Wouldn’t it be perfect if the (at least in my eyes) noble activity, nay lifestyle, of climbing remained aloof above the petty squabbles and arguments of conventional sports.  Where progress and success is not reduced to shallow names, numbers, ranks, tables and scorecards.

Who amongst us has not felt the righteous pride and exultation, much deserved on dragging ones sorry arse to the top of a particular favorite chosspile, whether it be a poison-ivy riddled 5.4 scramble in Delaware Water Gap, or an E9 pucker-fest at Moulton Quarry.   Why do we consistently feel the need to categorize and compare individual success, particularly when we know that on certain days, we can make diamonds with a left hand pinkie, and yet on others, are reduced to flapping round, like wet newspaper in a gutter.

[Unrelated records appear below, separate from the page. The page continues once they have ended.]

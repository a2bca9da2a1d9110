//! `rivet-linker` is the linking pipeline: front-end parsing into an
//! intermediate representation, symbol resolution with archive demand
//! loading, section merging and image layout, and architecture-specific
//! relocation.
//!
//! The pipeline is synchronous and single-threaded; callers hand it
//! named byte slices (see `rivet-file`) and get back a laid-out,
//! fully relocated [`image::Image`].

pub mod backend;
pub mod backends;
mod context;
pub mod diag;
mod driver;
mod error;
pub mod frontend;
pub mod frontends;
pub mod image;
pub mod ir;

pub use context::Context;
pub use driver::{LayoutOptions, LinkOutput, Linker};
pub use error::Error;
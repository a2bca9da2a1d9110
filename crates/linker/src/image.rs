//! Section merging and image layout.
//!
//! Sections of the same kind are collected into groups, emitted in the
//! fixed order code → read-only data → writable data → zero space.
//! Groups are packed upwards from the base address, each starting at
//! its own alignment and followed by padding up to the page size.
//! Zero groups reserve address space but contribute no image bytes.

use bstr::BString;

use rivet_object::align::{align_up, is_aligned};

use crate::{
    ir::{SectionId, SectionKind, SymbolState},
    Context,
};

/// A group of merged sections of one kind.
#[derive(Debug)]
pub struct SectionGroup {
    /// The kind every member shares.
    pub kind: SectionKind,
    /// Base virtual address.
    pub vaddr: u64,
    /// Alignment, the maximum over the members.
    pub align: u64,
    /// Total size, member padding included.
    pub size: u64,
    /// Member sections, in placement order.
    pub sections: Vec<SectionId>,
    /// Concatenated, relocated contents. Empty until relocation runs,
    /// and always empty for [`SectionKind::Zero`] groups.
    pub content: Vec<u8>,
}

/// The laid-out (and, after relocation, patched) linked image.
#[derive(Debug)]
pub struct Image {
    /// Base virtual address.
    pub base: u64,
    /// Total reserved address span, padding included.
    pub size: u64,
    /// The section groups, in emission order. Empty groups are not
    /// represented.
    pub groups: Vec<SectionGroup>,
}

/// One line of the symbol report: a resolved non-local symbol.
#[derive(Debug, Clone, PartialEq, Eq)]
pub struct ReportedSymbol {
    /// Symbol name.
    pub name: BString,
    /// Resolved virtual address.
    pub vaddr: u64,
    /// Symbol size, 0 if unknown.
    pub size: u64,
    /// Display name of the defining file, if any.
    pub file: Option<String>,
}

impl<'a> Context<'a> {
    /// Group the sections of every processed file and assign virtual
    /// addresses, then resolve every symbol to its address.
    ///
    /// `cpu_align` is the back-end's minimum alignment for executable
    /// sections.
    pub(crate) fn build_image(&mut self, base: u64, page_size: u64, cpu_align: u64) -> Image {
        let mut groups: Vec<SectionGroup> = SectionKind::IN_ORDER
            .iter()
            .map(|&kind| SectionGroup {
                kind,
                vaddr: 0,
                align: 1,
                size: 0,
                sections: Vec::new(),
                content: Vec::new(),
            })
            .collect();

        // Gather sections in (file, section index) order, which is
        // also registration order, so links are reproducible.
        let files = self.processed.clone();
        for file_id in files {
            let section_ids: Vec<SectionId> =
                self.file(file_id).sections.iter().map(|(_, &id)| id).collect();

            for section_id in section_ids {
                let kind = self.section(section_id).kind;

                if kind == SectionKind::Text {
                    let section = self.section_mut(section_id);
                    section.align = section.align.max(cpu_align);
                }

                let group = groups
                    .iter_mut()
                    .find(|group| group.kind == kind)
                    .expect("every kind has a group");
                group.align = group.align.max(self.section(section_id).align);
                group.sections.push(section_id);
            }
        }

        groups.retain(|group| !group.sections.is_empty());

        // Pack the groups.
        let mut vaddr = base;
        for group in &mut groups {
            group.vaddr = align_up(vaddr, group.align);

            let mut offset = 0;
            for &section_id in &group.sections {
                let section = self.section_mut(section_id);
                let address = align_up(group.vaddr + offset, section.align);
                section.vaddr = Some(address);
                offset = (address - group.vaddr) + section.size;
            }

            group.size = offset;
            vaddr = align_up(group.vaddr + group.size, page_size);
        }

        let image = Image { base, size: vaddr - base, groups };

        self.resolve_symbol_addresses();

        image
    }

    /// Give every symbol its final virtual address.
    fn resolve_symbol_addresses(&mut self) {
        for id in self.symbol_ids().collect::<Vec<_>>() {
            let symbol = self.symbol(id);

            let vaddr = match symbol.state {
                SymbolState::Defined { section: Some(section), offset, .. } => {
                    self.section(section).address() + offset
                }

                // Absolute: the stored offset is the address.
                SymbolState::Defined { section: None, offset, .. } => offset,

                // Unresolved weak references land at zero; commons
                // were lowered to a zero section before layout.
                SymbolState::Undefined | SymbolState::Common { .. } => 0,
            };

            self.symbol_mut(id).vaddr = Some(vaddr);
        }
    }

    /// The symbol report: every non-local symbol with its resolved
    /// address, sorted by address.
    pub fn symbol_report(&self) -> Vec<ReportedSymbol> {
        let mut report: Vec<ReportedSymbol> = self
            .globals
            .iter()
            .map(|(name, id)| {
                let symbol = self.symbol(id);
                let size = match symbol.state {
                    SymbolState::Defined { size, .. } | SymbolState::Common { size, .. } => size,
                    SymbolState::Undefined => 0,
                };

                ReportedSymbol {
                    name: BString::from(name),
                    vaddr: symbol.vaddr.unwrap_or(0),
                    size,
                    file: symbol.definer.map(|file| self.file(file).name.clone()),
                }
            })
            .collect();

        report.sort_by(|left, right| {
            left.vaddr.cmp(&right.vaddr).then_with(|| left.name.cmp(&right.name))
        });
        report
    }
}

impl Image {
    /// Check the layout invariants: every section address honors its
    /// alignment and stays within its group, groups do not overlap.
    pub fn check(&self, ctx: &Context<'_>) -> bool {
        let mut previous_end = 0;

        for group in &self.groups {
            if !is_aligned(group.vaddr, group.align) || group.vaddr < previous_end {
                return false;
            }

            for &section_id in &group.sections {
                let section = ctx.section(section_id);
                let vaddr = section.address();

                if !is_aligned(vaddr, section.align)
                    || vaddr < group.vaddr
                    || vaddr + section.size > group.vaddr + group.size
                {
                    return false;
                }
            }

            previous_end = group.vaddr + group.size;
        }

        true
    }

    /// The bytes of the image as one flat buffer starting at
    /// [`Image::base`]. Zero groups contribute nothing but their
    /// reserved span.
    pub fn flatten(&self) -> Vec<u8> {
        let size = usize::try_from(self.size).expect("image exceeds the address space");
        let mut buffer = vec![0u8; size];

        for group in &self.groups {
            if group.kind == SectionKind::Zero {
                continue;
            }

            let start = (group.vaddr - self.base) as usize;
            buffer[start..start + group.content.len()].copy_from_slice(&group.content);
        }

        buffer
    }
}
impl ObjectFrontend for Elf64Frontend {
    fn name(&self) -> &'static str {
        "elf64"
    }

    fn probe(&self, bytes: &[u8]) -> Option<Machine> {
        FileHeader::probe(bytes)
    }

    fn parse<'a>(
        &self,
        ctx: &mut Context<'a>,
        name: &str,
        bytes: &'a [u8],
    ) -> Result<FileId, Error> {
        let malformed = |detail: &str| Error::Malformed {
            file: name.to_string(),
            detail: detail.to_string(),
        };

        let (_, header) = FileHeader::read::<()>(bytes)
            .map_err(|_| malformed("cannot parse the file header"))?;

        if header.endianness != Endianness::Little {
            return Err(malformed("big-endian objects are not supported"));
        }

        let headers = read_section_headers(bytes, &header).ok_or_else(|| {
            malformed("the section header table runs past the end of the file")
        })?;
        let names = section_names(ctx, bytes, &header, &headers);

        let file_id = ctx.add_file(ObjectFile::new(name, header.machine));

        let mut symtabs = Vec::new();
        let mut relatabs = Vec::new();

        // Pass 1: sections.
        scan_sections(ctx, file_id, name, bytes, &headers, &names, &mut symtabs, &mut relatabs)?;

        // Pass 2: symbols.
        if let Some(&symtab_index) = symtabs.first() {
            for &extra in &symtabs[1..] {
                let _section = ctx.reporter.scope(Frame::section(names[extra].to_string()));
                ctx.reporter.warning("multiple symbol tables detected, only the first is used");
            }

            parse_symbols(ctx, file_id, name, bytes, &headers, &names, symtab_index)?;
        }

        // Pass 3: relocation tables.
        for &rela_index in &relatabs {
            parse_relocations(ctx, file_id, name, bytes, &headers, &names, rela_index)?;
        }

        Ok(file_id)
    }
}
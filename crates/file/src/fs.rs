//! Heap-backed blobs, for platforms without `mmap(2)`.

use std::{fs, io::Result, ops::Deref, path::Path};

/// The whole file, read into an owned buffer.
pub struct HeapBacking {
    bytes: Vec<u8>,
}

impl HeapBacking {
    pub(crate) fn open(path: &Path) -> Result<Self> {
        Ok(Self { bytes: fs::read(path)? })
    }
}

impl Deref for HeapBacking {
    type Target = [u8];

    fn deref(&self) -> &Self::Target {
        &self.bytes
    }
}
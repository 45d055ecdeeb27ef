//! Level Events
//!
//! Events generated by each step, in the order they happened.
//! Used for logging, session bookkeeping and replay comparison.

use serde::{Deserialize, Serialize};

use crate::core::direction::Direction;

/// Something that happened during one command or tick.
#[derive(Clone, Debug, PartialEq, Eq, Serialize, Deserialize)]
pub enum LevelEvent {
    /// Avatar moved to an empty cell
    Moved {
        /// Cell left
        from: (i32, i32),
        /// Cell entered
        to: (i32, i32),
        /// Direction of travel
        direction: Direction,
    },

    /// Move cancelled by a solid cell or the grid edge
    Blocked {
        /// Direction of the cancelled move
        direction: Direction,
    },

    /// Jump started from solid ground
    JumpStarted,

    /// Jump reached its peak; falling starts next tick
    PeakReached,

    /// Enemy at `(x, y)` was stomped
    EnemyStomped {
        /// Column
        x: i32,
        /// Row
        y: i32,
    },

    /// Avatar was hit
    AvatarDamaged {
        /// Health left after the hit
        health: u8,
    },

    /// Avatar sent back to the start cell
    PositionReset {
        /// Start column
        x: i32,
        /// Start row
        y: i32,
    },

    /// Avatar lost its last point of health
    Died {
        /// Final score
        score: u32,
    },

    /// Goal reached
    Won {
        /// Final score
        score: u32,
    },

    /// Best distance improved
    ScoreChanged {
        /// New score
        score: u32,
    },

    /// Tick arrived while the level was not playing
    TickIgnored,
}

impl LevelEvent {
    /// Does this event end the level?
    pub fn is_terminal(&self) -> bool {
        matches!(self, LevelEvent::Died { .. } | LevelEvent::Won { .. })
    }
}
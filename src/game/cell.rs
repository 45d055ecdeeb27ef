//! Cells and Collision Responses
//!
//! A cell is one positioned entity on the grid. Static cells answer every
//! probe with the response fixed by their kind; characters (avatar,
//! enemy) run their own logic behind the same [`Collidable`] probe.

use serde::{Deserialize, Serialize};

use crate::core::direction::Direction;
use crate::core::error::GameError;

// =============================================================================
// COLLISION RESPONSE
// =============================================================================

/// Outcome of probing a cell from a direction.
#[derive(Clone, Copy, Debug, PartialEq, Eq, Hash, Serialize, Deserialize)]
#[repr(u8)]
pub enum Response {
    /// Move is cancelled; avatar keeps its cell
    Revert = 0,
    /// Avatar takes one point of damage
    Damage = 1,
    /// Level completed
    Win = 2,
    /// Enemy was stomped from above
    EnemyDead = 3,
    /// Avatar survived a hit and returns to the start cell
    ResetPosition = 4,
    /// Avatar lost its last point of health
    Dead = 5,
}

// =============================================================================
// STATIC CELLS
// =============================================================================

/// Kind of a fixed, non-damageable cell.
#[derive(Clone, Copy, Debug, PartialEq, Eq, Hash, Serialize, Deserialize)]
#[repr(u8)]
pub enum StaticKind {
    /// Solid ground
    Platform = 0,
    /// Damages on contact
    Hazard = 1,
    /// Completes the level
    Goal = 2,
    /// Solid, drawn differently from platforms
    Pipe = 3,
}

impl StaticKind {
    /// Display glyph.
    pub const fn glyph(self) -> char {
        match self {
            StaticKind::Platform => 'X',
            StaticKind::Hazard => 'D',
            StaticKind::Goal => 'C',
            StaticKind::Pipe => 'P',
        }
    }

    /// Kind for a display glyph.
    pub fn from_glyph(glyph: char) -> Option<Self> {
        match glyph {
            'X' => Some(StaticKind::Platform),
            'D' => Some(StaticKind::Hazard),
            'C' => Some(StaticKind::Goal),
            'P' => Some(StaticKind::Pipe),
            _ => None,
        }
    }

    /// The response assigned to this kind.
    pub const fn response(self) -> Response {
        match self {
            StaticKind::Platform | StaticKind::Pipe => Response::Revert,
            StaticKind::Hazard => Response::Damage,
            StaticKind::Goal => Response::Win,
        }
    }
}

/// Collision of a static cell. Direction does not change the answer.
#[inline]
pub fn static_collision(kind: StaticKind, _direction: Direction) -> Response {
    kind.response()
}

/// A positioned static cell.
#[derive(Clone, Copy, Debug, PartialEq, Eq, Serialize, Deserialize)]
pub struct StaticCell {
    /// Column
    pub x: i32,
    /// Row
    pub y: i32,
    /// Fixed for the cell's lifetime
    pub kind: StaticKind,
}

impl StaticCell {
    /// Create a static cell.
    pub const fn new(x: i32, y: i32, kind: StaticKind) -> Self {
        Self { x, y, kind }
    }

    /// Solid platform.
    pub const fn platform(x: i32, y: i32) -> Self {
        Self::new(x, y, StaticKind::Platform)
    }

    /// Damaging hazard.
    pub const fn hazard(x: i32, y: i32) -> Self {
        Self::new(x, y, StaticKind::Hazard)
    }

    /// Level goal.
    pub const fn goal(x: i32, y: i32) -> Self {
        Self::new(x, y, StaticKind::Goal)
    }

    /// Pipe segment.
    pub const fn pipe(x: i32, y: i32) -> Self {
        Self::new(x, y, StaticKind::Pipe)
    }
}

// =============================================================================
// COLLISION PROBE
// =============================================================================

/// Something that sits on the grid and answers collision probes.
pub trait Collidable {
    /// Grid position `(x, y)`.
    fn position(&self) -> (i32, i32);

    /// Display glyph.
    fn glyph(&self) -> char;

    /// Resolve a collision from a canonical direction.
    fn collision(&mut self, direction: Direction) -> Response;

    /// Resolve a collision from a raw token.
    ///
    /// Fails with [`GameError::InvalidDirection`] before touching any
    /// state if the token is not canonical.
    fn probe(&mut self, token: &str) -> Result<Response, GameError> {
        let direction = Direction::parse(token)?;
        Ok(self.collision(direction))
    }
}

impl Collidable for StaticCell {
    fn position(&self) -> (i32, i32) {
        (self.x, self.y)
    }

    fn glyph(&self) -> char {
        self.kind.glyph()
    }

    fn collision(&mut self, direction: Direction) -> Response {
        static_collision(self.kind, direction)
    }
}
//! State Hashing for Verification
//!
//! Provides deterministic hashing of level state for:
//! - Replay reconciliation against a transmitted command history
//! - Transcript checkpoints
//! - Map template fingerprints

use sha2::{Digest, Sha256};

/// Hash output type (256 bits / 32 bytes)
pub type StateHash = [u8; 32];

/// Deterministic hasher for level state.
///
/// Wraps SHA-256 with helpers for grid types.
/// Order of updates is critical for determinism.
pub struct StateHasher {
    hasher: Sha256,
}

impl StateHasher {
    /// Create a new hasher with domain separator.
    pub fn new(domain: &[u8]) -> Self {
        let mut hasher = Sha256::new();
        hasher.update(domain);
        Self { hasher }
    }

    /// Create hasher for live level state.
    pub fn for_level_state() -> Self {
        Self::new(b"BLOCK_RUNNER_LEVEL_V1")
    }

    /// Create hasher for a map template.
    pub fn for_map_template() -> Self {
        Self::new(b"BLOCK_RUNNER_MAP_V1")
    }

    /// Create hasher for a command log.
    pub fn for_command_log() -> Self {
        Self::new(b"BLOCK_RUNNER_COMMANDS_V1")
    }

    /// Update with raw bytes.
    #[inline]
    pub fn update_bytes(&mut self, bytes: &[u8]) {
        self.hasher.update(bytes);
    }

    /// Update with a u8 value.
    #[inline]
    pub fn update_u8(&mut self, value: u8) {
        self.hasher.update([value]);
    }

    /// Update with a u32 value (little-endian).
    #[inline]
    pub fn update_u32(&mut self, value: u32) {
        self.hasher.update(value.to_le_bytes());
    }

    /// Update with an i32 value (little-endian).
    #[inline]
    pub fn update_i32(&mut self, value: i32) {
        self.hasher.update(value.to_le_bytes());
    }

    /// Update with a grid coordinate.
    #[inline]
    pub fn update_coord(&mut self, x: i32, y: i32) {
        self.update_i32(x);
        self.update_i32(y);
    }

    /// Update with a boolean.
    #[inline]
    pub fn update_bool(&mut self, value: bool) {
        self.update_u8(value as u8);
    }

    /// Update with a display glyph.
    #[inline]
    pub fn update_char(&mut self, value: char) {
        self.update_u32(value as u32);
    }

    /// Finalize and return the hash.
    pub fn finalize(self) -> StateHash {
        self.hasher.finalize().into()
    }
}

/// Compute state hash for level verification.
///
/// This function is called by `Level::compute_hash()`.
/// The closure adds level-specific data after the step counter and the
/// template fingerprint.
pub fn compute_level_hash<F>(step: u32, map_fingerprint: &StateHash, add_state: F) -> StateHash
where
    F: FnOnce(&mut StateHasher),
{
    let mut hasher = StateHasher::for_level_state();

    // Always hash step and template first
    hasher.update_u32(step);
    hasher.update_bytes(map_fingerprint);

    add_state(&mut hasher);

    hasher.finalize()
}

Can achievement not be merited in its own right?   Archimedes invented the lightbulb. Did we call him a tosser, when Wankel moved things on to the incandescent tube?  Yogi bear invented the television (in Scotland, at least).  Did we mock and titter when Billy Ray Cyrus discovered HD video disk?  Not in the least.  We stood back, like men, women and hermaphodites and applauded with our hearts minds and epiglotti.

Please people, I beseech you, don’t lets be twats about this. Even you, Stevie Haston, A grade is a grade, is a grade, and nothing more.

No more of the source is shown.